The small landholders are the most precious part of a state.
—Thomas Jefferson
The distinction between urban and country lifestyles has been subject matter in the arts for centuries. Besides bucolic splendor, the outdoors—nature—supplies our food. Now that our 21ist century’s brave new digital world is rapidly summoning us to eat synthetic genetically engineered lab-fermented food, we thought it appropriate to pay homage to the land and our agrarian heritage. Common Ground is proud to showcase images and quotations celebrating our agrarian roots. Lest we forget, we owe a debt of gratitude to our rich land and the farmers who feed us, naturally. Thank you. Thank you. Thank you.

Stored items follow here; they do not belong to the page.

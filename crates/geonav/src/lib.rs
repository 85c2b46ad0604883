#![warn(missing_docs)]

//! Analytic solid navigation for particle transport and ray tracing.
//!
//! Re-exports the geonav crates and adds shape configuration and a track
//! navigator on top.
//!
//! # Example
//!
//! ```
//! use geonav::{Dir3, Navigator, Point3, SceneConfig, Vec3};
//!
//! let scene = SceneConfig::from_toml_str(
//!     r#"
//! [[shapes]]
//! type = "sphere"
//! rmin = 5.0
//! rmax = 10.0
//! "#,
//! )
//! .unwrap();
//! let shapes = scene.build().unwrap();
//! let up = Dir3::new_normalize(Vec3::new(0.0, 0.0, 1.0));
//! let crossings = Navigator::new().trace(shapes[0].as_ref(), &Point3::new(0.0, 0.0, -20.0), &up, 100.0);
//! assert_eq!(crossings.len(), 4);
//! ```

pub use geonav_intersect;
pub use geonav_math;
pub use geonav_solid;
pub use geonav_sphere;

pub mod config;
pub mod navigate;

pub use config::{BoxDimensions, ConfigError, SceneConfig, ShapeConfig};
pub use geonav_math::{is_big, Dir3, Point3, Tolerance, Vec3, BIG};
pub use geonav_solid::{
    BoundingBox, Crossing, ExitCrossing, GeometryError, QueryMode, Solid,
};
pub use geonav_sphere::{Checks, Sphere, SphereDimensions, SphereParams};
pub use navigate::{Boundary, Navigator, Step};
#![warn(missing_docs)]

//! The solid capability shared by every geonav shape.
//!
//! A navigator only needs four answers from a shape: containment, the
//! distance to enter along a ray, the distance to leave along a ray (with the
//! outward normal there), and a conservative safety distance. [`Solid`]
//! captures that contract; shapes implement it and are held as
//! `Box<dyn Solid>` by callers.
//!
//! Distances that cannot be reached are reported as [`geonav_math::BIG`]
//! rather than as errors. Errors only come from constructing or resizing a
//! shape.

mod bbox;
mod error;

use std::fmt::Debug;

use geonav_math::{is_big, Dir3, Point3, BIG};

pub use bbox::BoundingBox;
pub use error::{GeometryError, Result};

/// How much work a distance query should do.
#[derive(Debug, Clone, Copy, PartialEq, Eq, Default)]
pub enum QueryMode {
    /// Compute the safety distance only; the ray search is skipped.
    SafetyOnly,
    /// Compute the safety distance, then search only if the proposed step
    /// reaches it.
    SafetyThenTest,
    /// Search along the ray without computing the safety distance.
    #[default]
    Unconditional,
}

impl QueryMode {
    /// Run the safety part of a query.
    ///
    /// Returns the safety (when this mode computes one) and whether the ray
    /// search should be skipped.
    pub fn screen(self, step: f64, safety: impl FnOnce() -> f64) -> (Option<f64>, bool) {
        match self {
            QueryMode::SafetyOnly => (Some(safety()), true),
            QueryMode::SafetyThenTest => {
                let s = safety();
                (Some(s), step < s)
            }
            QueryMode::Unconditional => (None, false),
        }
    }
}

/// Result of an entry query.
#[derive(Debug, Clone, Copy, PartialEq)]
pub struct Crossing {
    /// Distance along the ray, or [`BIG`] when the solid is not entered.
    pub distance: f64,
    /// Safety distance, when the query mode computed one.
    pub safety: Option<f64>,
}

impl Crossing {
    /// A crossing that never happens.
    pub fn miss(safety: Option<f64>) -> Self {
        Self {
            distance: BIG,
            safety,
        }
    }

    /// Whether the ray actually reaches the surface.
    pub fn is_hit(&self) -> bool {
        !is_big(self.distance)
    }
}

/// Result of an exit query.
#[derive(Debug, Clone, Copy, PartialEq)]
pub struct ExitCrossing {
    /// Distance along the ray to the exit surface, or [`BIG`].
    pub distance: f64,
    /// Safety distance, when the query mode computed one.
    pub safety: Option<f64>,
    /// Outward unit normal at the exit point, when the search ran.
    pub normal: Option<Dir3>,
}

impl ExitCrossing {
    /// An exit search that was skipped or found nothing.
    pub fn miss(safety: Option<f64>) -> Self {
        Self {
            distance: BIG,
            safety,
            normal: None,
        }
    }

    /// Whether an exit surface was found.
    pub fn is_hit(&self) -> bool {
        !is_big(self.distance)
    }
}

/// A shape a navigator can step through.
pub trait Solid: Send + Sync + Debug {
    /// Short lowercase name of the shape kind.
    fn name(&self) -> &'static str;

    /// Whether `point` lies inside the solid, boundary included.
    fn contains(&self, point: &Point3) -> bool;

    /// Distance along `dir` from an outside `point` to the solid.
    ///
    /// `step` is the step the caller proposes; it only matters for
    /// [`QueryMode::SafetyThenTest`].
    fn dist_to_in(&self, point: &Point3, dir: &Dir3, mode: QueryMode, step: f64) -> Crossing;

    /// Distance along `dir` from an inside `point` to the boundary, with the
    /// outward normal there.
    fn dist_to_out(&self, point: &Point3, dir: &Dir3, mode: QueryMode, step: f64) -> ExitCrossing;

    /// Lower bound on the distance from `point` to the nearest boundary.
    fn safety(&self, point: &Point3) -> f64;

    /// Axis-aligned box enclosing the solid.
    fn bounding_box(&self) -> BoundingBox;
}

My grandfather used to say that once in your life you need a doctor, a lawyer, a policeman, and a preacher but every day, three times a day, you need a farmer.
—Brenda Schoepp
Give fools their gold, and knaves their power; let fortune’s bubbles rise and fall; who sows a field, or trains a flower, or plants a tree, is more than all.
—John Greenleaf Whittier
Don’t eat anything your great-grandmother wouldn’t recognize as food.
—Michael Pollan
The first supermarket supposedly appeared on the American landscape in 1946. That is not very long ago. Until then, where was all the food? Dear folks, the food was in homes, gardens, local fields, and forests. It was near kitchens, near tables, near bedsides. It was in the pantry, the cellar, the backyard.
—Joel Salatin
There seems to be three ways for a nation to acquire wealth: the first is by war…this is robbery; the second by commerce, which is generally cheating; the third by agriculture, the only honest way.
—Benjamin Franklin
A friend of mine has a theory that those who live closer to where food is grown are more religious. Because when you see how food is actually created, instead of just seeing it in a package in a store in a city, it gives you a real sense of awe.
—B.J. Novak
God made the country, and man made the town.